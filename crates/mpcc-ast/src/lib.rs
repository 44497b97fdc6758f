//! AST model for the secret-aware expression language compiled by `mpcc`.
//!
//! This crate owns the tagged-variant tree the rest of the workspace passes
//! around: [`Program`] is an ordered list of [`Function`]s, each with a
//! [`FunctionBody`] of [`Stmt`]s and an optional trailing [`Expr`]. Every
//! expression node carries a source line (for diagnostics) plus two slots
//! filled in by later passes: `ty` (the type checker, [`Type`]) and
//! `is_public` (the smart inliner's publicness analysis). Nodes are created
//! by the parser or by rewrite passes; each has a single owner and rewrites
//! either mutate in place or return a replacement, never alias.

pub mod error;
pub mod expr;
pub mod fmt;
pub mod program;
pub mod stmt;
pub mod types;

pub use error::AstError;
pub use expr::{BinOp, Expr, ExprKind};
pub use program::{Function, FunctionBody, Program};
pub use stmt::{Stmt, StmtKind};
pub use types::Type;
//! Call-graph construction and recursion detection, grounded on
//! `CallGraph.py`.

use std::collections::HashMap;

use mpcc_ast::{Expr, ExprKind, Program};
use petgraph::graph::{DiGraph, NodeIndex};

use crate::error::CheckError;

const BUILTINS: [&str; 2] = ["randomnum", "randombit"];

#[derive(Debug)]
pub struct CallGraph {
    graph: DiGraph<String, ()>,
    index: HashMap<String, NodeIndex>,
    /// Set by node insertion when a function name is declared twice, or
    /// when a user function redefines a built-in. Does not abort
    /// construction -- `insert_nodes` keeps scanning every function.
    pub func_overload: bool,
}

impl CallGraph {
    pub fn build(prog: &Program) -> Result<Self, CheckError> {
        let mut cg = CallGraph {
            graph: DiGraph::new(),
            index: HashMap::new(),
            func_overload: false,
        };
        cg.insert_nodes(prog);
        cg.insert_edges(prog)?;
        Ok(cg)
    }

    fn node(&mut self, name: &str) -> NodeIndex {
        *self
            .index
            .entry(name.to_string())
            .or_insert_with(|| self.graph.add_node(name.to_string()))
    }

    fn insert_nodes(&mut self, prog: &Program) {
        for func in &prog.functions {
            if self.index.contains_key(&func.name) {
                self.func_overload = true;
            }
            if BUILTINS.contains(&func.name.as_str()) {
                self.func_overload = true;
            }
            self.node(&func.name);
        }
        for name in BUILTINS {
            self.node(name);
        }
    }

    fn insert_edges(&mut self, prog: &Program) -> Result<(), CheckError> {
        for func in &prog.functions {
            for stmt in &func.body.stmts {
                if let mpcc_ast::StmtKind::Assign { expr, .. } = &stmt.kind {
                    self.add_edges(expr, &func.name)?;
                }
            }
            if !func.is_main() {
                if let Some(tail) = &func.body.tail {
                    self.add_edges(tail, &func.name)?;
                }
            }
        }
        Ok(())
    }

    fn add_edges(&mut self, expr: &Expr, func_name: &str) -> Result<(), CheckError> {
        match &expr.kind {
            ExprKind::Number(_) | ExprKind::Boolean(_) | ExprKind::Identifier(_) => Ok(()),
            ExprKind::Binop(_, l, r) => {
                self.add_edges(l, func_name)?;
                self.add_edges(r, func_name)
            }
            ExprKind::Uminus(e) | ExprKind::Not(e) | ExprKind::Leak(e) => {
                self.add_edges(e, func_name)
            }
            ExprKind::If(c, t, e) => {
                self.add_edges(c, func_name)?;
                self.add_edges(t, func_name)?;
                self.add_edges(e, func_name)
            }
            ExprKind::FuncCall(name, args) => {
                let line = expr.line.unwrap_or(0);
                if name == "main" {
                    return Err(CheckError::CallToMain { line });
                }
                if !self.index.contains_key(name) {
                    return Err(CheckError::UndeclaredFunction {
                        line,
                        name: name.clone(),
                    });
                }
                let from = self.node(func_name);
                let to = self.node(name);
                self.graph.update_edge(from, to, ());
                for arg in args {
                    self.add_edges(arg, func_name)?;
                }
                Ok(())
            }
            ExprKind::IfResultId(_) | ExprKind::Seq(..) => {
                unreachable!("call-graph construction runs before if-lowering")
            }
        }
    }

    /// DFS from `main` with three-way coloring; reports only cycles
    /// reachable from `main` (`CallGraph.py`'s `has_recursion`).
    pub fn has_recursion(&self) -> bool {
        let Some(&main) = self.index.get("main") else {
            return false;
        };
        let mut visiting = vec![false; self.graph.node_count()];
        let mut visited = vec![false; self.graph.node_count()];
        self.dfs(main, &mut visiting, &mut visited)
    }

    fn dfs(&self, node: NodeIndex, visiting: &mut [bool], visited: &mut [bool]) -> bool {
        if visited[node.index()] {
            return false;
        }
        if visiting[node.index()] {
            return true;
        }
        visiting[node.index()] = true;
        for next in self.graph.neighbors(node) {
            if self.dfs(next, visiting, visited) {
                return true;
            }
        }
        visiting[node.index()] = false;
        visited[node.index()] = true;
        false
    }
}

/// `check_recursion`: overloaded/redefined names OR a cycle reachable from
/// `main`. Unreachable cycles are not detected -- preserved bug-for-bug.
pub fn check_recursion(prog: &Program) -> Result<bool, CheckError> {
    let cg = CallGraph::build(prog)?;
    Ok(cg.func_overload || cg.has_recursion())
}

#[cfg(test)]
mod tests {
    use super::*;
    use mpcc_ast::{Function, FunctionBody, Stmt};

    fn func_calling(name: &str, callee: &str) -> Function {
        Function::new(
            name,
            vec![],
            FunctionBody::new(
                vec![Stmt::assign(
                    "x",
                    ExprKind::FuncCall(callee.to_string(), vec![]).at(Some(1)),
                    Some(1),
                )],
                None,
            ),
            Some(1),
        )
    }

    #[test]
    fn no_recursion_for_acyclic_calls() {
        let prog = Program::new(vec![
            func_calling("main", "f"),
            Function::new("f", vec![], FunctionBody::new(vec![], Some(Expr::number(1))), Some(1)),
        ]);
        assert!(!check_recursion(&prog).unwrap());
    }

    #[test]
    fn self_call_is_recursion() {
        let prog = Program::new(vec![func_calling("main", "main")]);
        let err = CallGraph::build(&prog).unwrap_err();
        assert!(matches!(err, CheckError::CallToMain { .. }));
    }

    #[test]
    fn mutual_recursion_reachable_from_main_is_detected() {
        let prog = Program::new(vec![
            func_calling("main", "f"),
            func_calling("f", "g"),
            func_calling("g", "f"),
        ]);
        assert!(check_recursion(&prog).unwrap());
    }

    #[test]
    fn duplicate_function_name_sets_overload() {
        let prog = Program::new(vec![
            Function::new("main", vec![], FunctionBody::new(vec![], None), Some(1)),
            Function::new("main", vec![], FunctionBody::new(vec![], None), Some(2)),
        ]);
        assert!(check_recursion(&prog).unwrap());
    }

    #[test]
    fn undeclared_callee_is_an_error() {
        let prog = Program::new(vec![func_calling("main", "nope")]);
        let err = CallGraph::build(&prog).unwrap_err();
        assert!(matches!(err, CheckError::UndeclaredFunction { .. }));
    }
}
+ + + + + + +
**WHAT YOU ARE ASKED TO DO**
Repeat every record, keeping each word and mark exactly as it is.

**SOLUTION FOR THIS TASK**
filename crates/mpcc-ast/src/lib.rs
repository 44497b97fdc6758f
//! AST model for the secret-aware expression language compiled by `mpcc`.
//!
//! This crate owns the tagged-variant tree the rest of the workspace passes
//! around: [`Program`] is an ordered list of [`Function`]s, each with a
//! [`FunctionBody`] of [`Stmt`]s and an optional trailing [`Expr`]. Every
//! expression node carries a source line (for diagnostics) plus two slots
//! filled in by later passes: `ty` (the type checker, [`Type`]) and
//! `is_public` (the smart inliner's publicness analysis). Nodes are created
//! by the parser or by rewrite passes; each has a single owner and rewrites
//! either mutate in place or return a replacement, never alias.

pub mod error;
pub mod expr;
pub mod fmt;
pub mod program;
pub mod stmt;
pub mod types;

pub use error::AstError;
pub use expr::{BinOp, Expr, ExprKind};
pub use program::{Function, FunctionBody, Program};
pub use stmt::{Stmt, StmtKind};
pub use types::Type;
//! Call-graph construction and recursion detection, grounded on
//! `CallGraph.py`.

use std::collections::HashMap;

use mpcc_ast::{Expr, ExprKind, Program};
use petgraph::graph::{DiGraph, NodeIndex};

use crate::error::CheckError;

const BUILTINS: [&str; 2] = ["randomnum", "randombit"];

#[derive(Debug)]
pub struct CallGraph {
    graph: DiGraph<String, ()>,
    index: HashMap<String, NodeIndex>,
    /// Set by node insertion when a function name is declared twice, or
    /// when a user function redefines a built-in. Does not abort
    /// construction -- `insert_nodes` keeps scanning every function.
    pub func_overload: bool,
}

impl CallGraph {
    pub fn build(prog: &Program) -> Result<Self, CheckError> {
        let mut cg = CallGraph {
            graph: DiGraph::new(),
            index: HashMap::new(),
            func_overload: false,
        };
        cg.insert_nodes(prog);
        cg.insert_edges(prog)?;
        Ok(cg)
    }

    fn node(&mut self, name: &str) -> NodeIndex {
        *self
            .index
            .entry(name.to_string())
            .or_insert_with(|| self.graph.add_node(name.to_string()))
    }

    fn insert_nodes(&mut self, prog: &Program) {
        for func in &prog.functions {
            if self.index.contains_key(&func.name) {
                self.func_overload = true;
            }
            if BUILTINS.contains(&func.name.as_str()) {
                self.func_overload = true;
            }
            self.node(&func.name);
        }
        for name in BUILTINS {
            self.node(name);
        }
    }

    fn insert_edges(&mut self, prog: &Program) -> Result<(), CheckError> {
        for func in &prog.functions {
            for stmt in &func.body.stmts {
                if let mpcc_ast::StmtKind::Assign { expr, .. } = &stmt.kind {
                    self.add_edges(expr, &func.name)?;
                }
            }
            if !func.is_main() {
                if let Some(tail) = &func.body.tail {
                    self.add_edges(tail, &func.name)?;
                }
            }
        }
        Ok(())
    }

    fn add_edges(&mut self, expr: &Expr, func_name: &str) -> Result<(), CheckError> {
        match &expr.kind {
            ExprKind::Number(_) | ExprKind::Boolean(_) | ExprKind::Identifier(_) => Ok(()),
            ExprKind::Binop(_, l, r) => {
                self.add_edges(l, func_name)?;
                self.add_edges(r, func_name)
            }
            ExprKind::Uminus(e) | ExprKind::Not(e) | ExprKind::Leak(e) => {
                self.add_edges(e, func_name)
            }
            ExprKind::If(c, t, e) => {
                self.add_edges(c, func_name)?;
                self.add_edges(t, func_name)?;
                self.add_edges(e, func_name)
            }
            ExprKind::FuncCall(name, args) => {
                let line = expr.line.unwrap_or(0);
                if name == "main" {
                    return Err(CheckError::CallToMain { line });
                }
                if !self.index.contains_key(name) {
                    return Err(CheckError::UndeclaredFunction {
                        line,
                        name: name.clone(),
                    });
                }
                let from = self.node(func_name);
                let to = self.node(name);
                self.graph.update_edge(from, to, ());
                for arg in args {
                    self.add_edges(arg, func_name)?;
                }
                Ok(())
            }
            ExprKind::IfResultId(_) | ExprKind::Seq(..) => {
                unreachable!("call-graph construction runs before if-lowering")
            }
        }
    }

    /// DFS from `main` with three-way coloring; reports only cycles
    /// reachable from `main` (`CallGraph.py`'s `has_recursion`).
    pub fn has_recursion(&self) -> bool {
        let Some(&main) = self.index.get("main") else {
            return false;
        };
        let mut visiting = vec![false; self.graph.node_count()];
        let mut visited = vec![false; self.graph.node_count()];
        self.dfs(main, &mut visiting, &mut visited)
    }

    fn dfs(&self, node: NodeIndex, visiting: &mut [bool], visited: &mut [bool]) -> bool {
        if visited[node.index()] {
            return false;
        }
        if visiting[node.index()] {
            return true;
        }
        visiting[node.index()] = true;
        for next in self.graph.neighbors(node) {
            if self.dfs(next, visiting, visited) {
                return true;
            }
        }
        visiting[node.index()] = false;
        visited[node.index()] = true;
        false
    }
}

/// `check_recursion`: overloaded/redefined names OR a cycle reachable from
/// `main`. Unreachable cycles are not detected -- preserved bug-for-bug.
pub fn check_recursion(prog: &Program) -> Result<bool, CheckError> {
    let cg = CallGraph::build(prog)?;
    Ok(cg.func_overload || cg.has_recursion())
}

#[cfg(test)]
mod tests {
    use super::*;
    use mpcc_ast::{Function, FunctionBody, Stmt};

    fn func_calling(name: &str, callee: &str) -> Function {
        Function::new(
            name,
            vec![],
            FunctionBody::new(
                vec![Stmt::assign(
                    "x",
                    ExprKind::FuncCall(callee.to_string(), vec![]).at(Some(1)),
                    Some(1),
                )],
                None,
            ),
            Some(1),
        )
    }

    #[test]
    fn no_recursion_for_acyclic_calls() {
        let prog = Program::new(vec![
            func_calling("main", "f"),
            Function::new("f", vec![], FunctionBody::new(vec![], Some(Expr::number(1))), Some(1)),
        ]);
        assert!(!check_recursion(&prog).unwrap());
    }

    #[test]
    fn self_call_is_recursion() {
        let prog = Program::new(vec![func_calling("main", "main")]);
        let err = CallGraph::build(&prog).unwrap_err();
        assert!(matches!(err, CheckError::CallToMain { .. }));
    }

    #[test]
    fn mutual_recursion_reachable_from_main_is_detected() {
        let prog = Program::new(vec![
            func_calling("main", "f"),
            func_calling("f", "g"),
            func_calling("g", "f"),
        ]);
        assert!(check_recursion(&prog).unwrap());
    }

    #[test]
    fn duplicate_function_name_sets_overload() {
        let prog = Program::new(vec![
            Function::new("main", vec![], FunctionBody::new(vec![], None), Some(1)),
            Function::new("main", vec![], FunctionBody::new(vec![], None), Some(2)),
        ]);
        assert!(check_recursion(&prog).unwrap());
    }

    #[test]
    fn undeclared_callee_is_an_error() {
        let prog = Program::new(vec![func_calling("main", "nope")]);
        let err = CallGraph::build(&prog).unwrap_err();
        assert!(matches!(err, CheckError::UndeclaredFunction { .. }));
    }
}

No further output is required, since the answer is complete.